What you should output is the data below, unchanged in every character.

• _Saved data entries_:
....................
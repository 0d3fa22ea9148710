use std::rc::Rc;

use web_sys::HtmlInputElement;
use yew::prelude::*;

use crate::services::currency_binding::CurrencyInputBinder;
use crate::AppServices;

/// Bind the referenced input to the app-wide currency binder for as long as
/// the calling component is mounted.
#[hook]
pub fn use_currency_input(input_ref: NodeRef) {
    let services = use_context::<AppServices>();
    // Components rendered outside the app context still get a binder.
    let fallback = use_memo((), |_| CurrencyInputBinder::new());
    let binder: Rc<CurrencyInputBinder> = match services {
        Some(services) => services.binder.clone(),
        None => fallback,
    };

    use_effect_with(input_ref, move |input_ref| {
        let input = input_ref.cast::<HtmlInputElement>();
        if let Some(input) = &input {
            binder.attach(input);
        }
        move || {
            if let Some(input) = input {
                binder.detach(&input);
            }
        }
    });
}
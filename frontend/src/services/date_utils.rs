use chrono::NaiveDate;
use js_sys::Date;
use shared::MonthYear;

/// The month the browser clock is in
pub fn current_month_year() -> MonthYear {
    let now = Date::new_0();
    let month = now.get_month() + 1; // JavaScript months are 0-indexed
    let year = now.get_full_year() as i32;
    MonthYear::new(month, year).unwrap_or(MonthYear { month: 1, year })
}

/// Today by the browser clock
pub fn today() -> Option<NaiveDate> {
    let now = Date::new_0();
    NaiveDate::from_ymd_opt(now.get_full_year() as i32, now.get_month() + 1, now.get_date())
}

/// Get current date in YYYY-MM-DD format
pub fn get_current_date() -> String {
    today()
        .map(|date| date.format("%Y-%m-%d").to_string())
        .unwrap_or_default()
}

/// Check if a day of the displayed month is today
pub fn is_today(period: MonthYear, day: u32) -> bool {
    today() == NaiveDate::from_ymd_opt(period.year, period.month, day)
}

/// Years offered by the month/year filter, centred on `around`
pub fn selectable_years(around: i32) -> Vec<i32> {
    ((around - 5)..=(around + 1)).collect()
}
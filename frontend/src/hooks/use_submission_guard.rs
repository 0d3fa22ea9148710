use std::cell::Cell;
use std::rc::Rc;

use yew::prelude::*;

/// Synchronous in-flight flag. State updates only land on the next render,
/// so a second click before then must be caught here.
#[derive(Debug, Default)]
pub struct InFlight {
    busy: Cell<bool>,
}

impl InFlight {
    /// Returns `false` when a submission is already running.
    pub fn try_begin(&self) -> bool {
        !self.busy.replace(true)
    }

    pub fn finish(&self) {
        self.busy.set(false);
    }

    pub fn is_busy(&self) -> bool {
        self.busy.get()
    }
}

/// Ignores submit events while a request from the same form is pending.
#[derive(Clone)]
pub struct SubmissionGuard {
    in_flight: Rc<InFlight>,
    submitting: UseStateHandle<bool>,
}

impl SubmissionGuard {
    pub fn try_begin(&self) -> bool {
        let started = self.in_flight.try_begin();
        if started {
            self.submitting.set(true);
        }
        started
    }

    pub fn finish(&self) {
        self.in_flight.finish();
        self.submitting.set(false);
    }

    /// For disabling the submit button.
    pub fn is_submitting(&self) -> bool {
        *self.submitting
    }
}

#[hook]
pub fn use_submission_guard() -> SubmissionGuard {
    let in_flight = use_memo((), |_| InFlight::default());
    let submitting = use_state(|| false);
    SubmissionGuard {
        in_flight,
        submitting,
    }
}
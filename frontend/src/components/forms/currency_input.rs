use yew::prelude::*;

use crate::hooks::use_currency_input::use_currency_input;

#[derive(Properties, PartialEq)]
pub struct CurrencyInputProps {
    pub id: AttrValue,
    #[prop_or(AttrValue::Static("valor"))]
    pub name: AttrValue,
    /// Initial text; formatted as soon as the field is bound.
    #[prop_or_default]
    pub value: AttrValue,
    #[prop_or_default]
    pub disabled: bool,
}

/// Text input holding a monetary amount in pt-BR form.
#[function_component(CurrencyInput)]
pub fn currency_input(props: &CurrencyInputProps) -> Html {
    let input_ref = use_node_ref();
    use_currency_input(input_ref.clone());

    html! {
        <input
            type="text"
            inputmode="decimal"
            autocomplete="off"
            class="form-control currency-input"
            id={props.id.clone()}
            name={props.name.clone()}
            value={props.value.clone()}
            placeholder="R$ 0,00"
            disabled={props.disabled}
            ref={input_ref}
        />
    }
}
....................
• _Written solution_:
repository 0d3fa22ea9148710
use std::rc::Rc;

use web_sys::HtmlInputElement;
use yew::prelude::*;

use crate::services::currency_binding::CurrencyInputBinder;
use crate::AppServices;

/// Bind the referenced input to the app-wide currency binder for as long as
/// the calling component is mounted.
#[hook]
pub fn use_currency_input(input_ref: NodeRef) {
    let services = use_context::<AppServices>();
    // Components rendered outside the app context still get a binder.
    let fallback = use_memo((), |_| CurrencyInputBinder::new());
    let binder: Rc<CurrencyInputBinder> = match services {
        Some(services) => services.binder.clone(),
        None => fallback,
    };

    use_effect_with(input_ref, move |input_ref| {
        let input = input_ref.cast::<HtmlInputElement>();
        if let Some(input) = &input {
            binder.attach(input);
        }
        move || {
            if let Some(input) = input {
                binder.detach(&input);
            }
        }
    });
}
filename frontend/src/services/date_utils.rs
use chrono::NaiveDate;
use js_sys::Date;
use shared::MonthYear;

/// The month the browser clock is in
pub fn current_month_year() -> MonthYear {
    let now = Date::new_0();
    let month = now.get_month() + 1; // JavaScript months are 0-indexed
    let year = now.get_full_year() as i32;
    MonthYear::new(month, year).unwrap_or(MonthYear { month: 1, year })
}

/// Today by the browser clock
pub fn today() -> Option<NaiveDate> {
    let now = Date::new_0();
    NaiveDate::from_ymd_opt(now.get_full_year() as i32, now.get_month() + 1, now.get_date())
}

/// Get current date in YYYY-MM-DD format
pub fn get_current_date() -> String {
    today()
        .map(|date| date.format("%Y-%m-%d").to_string())
        .unwrap_or_default()
}

/// Check if a day of the displayed month is today
pub fn is_today(period: MonthYear, day: u32) -> bool {
    today() == NaiveDate::from_ymd_opt(period.year, period.month, day)
}

/// Years offered by the month/year filter, centred on `around`
pub fn selectable_years(around: i32) -> Vec<i32> {
    ((around - 5)..=(around + 1)).collect()
}
filename frontend/src/hooks/use_submission_guard.rs
repository 0d3fa22ea9148710
use std::cell::Cell;
use std::rc::Rc;

use yew::prelude::*;

/// Synchronous in-flight flag. State updates only land on the next render,
/// so a second click before then must be caught here.
#[derive(Debug, Default)]
pub struct InFlight {
    busy: Cell<bool>,
}

impl InFlight {
    /// Returns `false` when a submission is already running.
    pub fn try_begin(&self) -> bool {
        !self.busy.replace(true)
    }

    pub fn finish(&self) {
        self.busy.set(false);
    }

    pub fn is_busy(&self) -> bool {
        self.busy.get()
    }
}

/// Ignores submit events while a request from the same form is pending.
#[derive(Clone)]
pub struct SubmissionGuard {
    in_flight: Rc<InFlight>,
    submitting: UseStateHandle<bool>,
}

impl SubmissionGuard {
    pub fn try_begin(&self) -> bool {
        let started = self.in_flight.try_begin();
        if started {
            self.submitting.set(true);
        }
        started
    }

    pub fn finish(&self) {
        self.in_flight.finish();
        self.submitting.set(false);
    }

    /// For disabling the submit button.
    pub fn is_submitting(&self) -> bool {
        *self.submitting
    }
}

#[hook]
pub fn use_submission_guard() -> SubmissionGuard {
    let in_flight = use_memo((), |_| InFlight::default());
    let submitting = use_state(|| false);
    SubmissionGuard {
        in_flight,
        submitting,
    }
}
filename frontend/src/components/forms/currency_input.rs
use yew::prelude::*;

use crate::hooks::use_currency_input::use_currency_input;

#[derive(Properties, PartialEq)]
pub struct CurrencyInputProps {
    pub id: AttrValue,
    #[prop_or(AttrValue::Static("valor"))]
    pub name: AttrValue,
    /// Initial text; formatted as soon as the field is bound.
    #[prop_or_default]
    pub value: AttrValue,
    #[prop_or_default]
    pub disabled: bool,
}

/// Text input holding a monetary amount in pt-BR form.
#[function_component(CurrencyInput)]
pub fn currency_input(props: &CurrencyInputProps) -> Html {
    let input_ref = use_node_ref();
    use_currency_input(input_ref.clone());

    html! {
        <input
            type="text"
            inputmode="decimal"
            autocomplete="off"
            class="form-control currency-input"
            id={props.id.clone()}
            name={props.name.clone()}
            value={props.value.clone()}
            placeholder="R$ 0,00"
            disabled={props.disabled}
            ref={input_ref}
        />
    }
}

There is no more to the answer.